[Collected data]
___

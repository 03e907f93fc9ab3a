//! # Stockroom - A TLS Inventory Server
//!
//! Stockroom serves product, user and supplier records to remote clients
//! over TLS using a small line-oriented text protocol. Every request line
//! `COMMAND::DATA` gets exactly one response line.
//!
//! ## Features
//!
//! - **TLS only**: rustls terminates every connection, no client certificates
//! - **Bounded concurrency**: a fixed pool of workers owns one session each
//! - **Pooled store access**: all reads and writes go through a bb8 pool
//! - **Safe logins**: Argon2id hashes, constant-shape failures, lockout after
//!   five wrong passwords
//!
//! ## Architecture
//!
//! ```text
//! ┌─────────────────────────────────────────────────────────────────────────┐
//! │                              Stockroom                                  │
//! │                                                                         │
//! │  ┌─────────────┐    ┌─────────────┐    ┌─────────────┐                  │
//! │  │ TLS Server  │───>│ WorkerPool  │───>│ Connection  │                  │
//! │  │ (accept)    │    │ (N workers) │    │  Handler    │                  │
//! │  └─────────────┘    └─────────────┘    └──────┬──────┘                  │
//! │                                               │                         │
//! │                                               ▼                         │
//! │  ┌─────────────┐    ┌──────────────────────────────────────────────┐    │
//! │  │   Line      │    │              CommandHandler                  │    │
//! │  │   Codec     │    │   LoginGuard ── Argon2Hasher                 │    │
//! │  │             │    │   Product/User/SupplierRepository            │    │
//! │  └─────────────┘    └──────────────────────┬───────────────────────┘    │
//! │                                            │                            │
//! │                                            ▼                            │
//! │                     ┌──────────────────────────────────────────────┐    │
//! │                     │  StorePool (bb8) ──> Database (+ snapshot)   │    │
//! │                     └──────────────────────────────────────────────┘    │
//! └─────────────────────────────────────────────────────────────────────────┘
//! ```
//!
//! ## Quick Start
//!
//! ```ignore
//! use stockroom::auth::{Argon2Hasher, HashParams};
//! use stockroom::commands::CommandHandler;
//! use stockroom::server::{load_acceptor, Server, ServerOptions};
//! use stockroom::storage::{Database, PoolConfig, StorePool};
//! use std::path::Path;
//! use std::sync::Arc;
//!
//! #[tokio::main]
//! async fn main() -> anyhow::Result<()> {
//!     let acceptor = load_acceptor(Path::new("server.crt"), Path::new("server.key"))?;
//!     let pool = StorePool::new(Arc::new(Database::new()), PoolConfig::default()).await?;
//!     let hasher = Arc::new(Argon2Hasher::new(HashParams::default())?);
//!     let handler = CommandHandler::new(pool, hasher);
//!
//!     let server = Server::bind("0.0.0.0:8443", acceptor, handler, ServerOptions::default()).await?;
//!     server.run(async { let _ = tokio::signal::ctrl_c().await; }).await?;
//!     Ok(())
//! }
//! ```
//!
//! ## Wire Format
//!
//! ```text
//! LOGIN::alice@example.com|s3cret          ->  SUCCESS|Alice|admin
//! GET_ALL_PRODUCTS::                       ->  SUCCESS|rec;rec;rec
//! FOO::bar                                 ->  FAILURE: Unknown command: FOO
//! ```
//!
//! Success and lockout responses are `STATUS|payload`; failures are
//! `FAILURE: message`. See [`commands`] for the full command list.
//!
//! ## Module Overview
//!
//! - [`protocol`]: line codec, delimiters and response types
//! - [`model`]: product, user and supplier records and their validation
//! - [`storage`]: the backing store, its connection pool and repositories
//! - [`auth`]: password hashing and the login lockout sequence
//! - [`commands`]: the command table and dispatcher
//! - [`connection`]: the per-session read/dispatch/write loop
//! - [`server`]: TLS setup, worker pool and accept loop
//! - [`config`]: command-line and environment configuration
//! - [`client`]: a TLS client for the protocol
//!
//! ## Design Highlights
//!
//! ### Handshake on the Worker
//!
//! The accept loop never blocks on a client. The TLS handshake runs on the
//! worker that will own the session, under a timeout, so a slow peer only
//! ever ties up one worker.
//!
//! ### Atomic Logins
//!
//! Each login for a known account holds that account's lock from the first
//! read to the counter update. Concurrent wrong guesses are all counted and
//! cannot slip past the lockout threshold.

pub mod auth;
pub mod client;
pub mod commands;
pub mod config;
pub mod connection;
pub mod model;
pub mod protocol;
pub mod server;
pub mod storage;

// Re-export main types for convenience
pub use client::Client;
pub use commands::CommandHandler;
pub use config::ServerConfig;
pub use connection::{handle_connection, ConnectionStats};
pub use protocol::{ParseError, Request, Response, Status};
pub use server::{Server, ServerOptions, DEFAULT_WORKERS};
pub use storage::{Database, StorePool};

/// Default port for the server
pub const DEFAULT_PORT: u16 = 8443;

/// Default host for the server
pub const DEFAULT_HOST: &str = "0.0.0.0";

/// Server version
pub const VERSION: &str = env!("CARGO_PKG_VERSION");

___

AIM OF THE TASK >>
Write down every line of the data above that includes the string "storage".

REPLY >>
//! use stockroom::storage::{Database, PoolConfig, StorePool};
//! - [`storage`]: the backing store, its connection pool and repositories
pub mod storage;
pub use storage::{Database, StorePool};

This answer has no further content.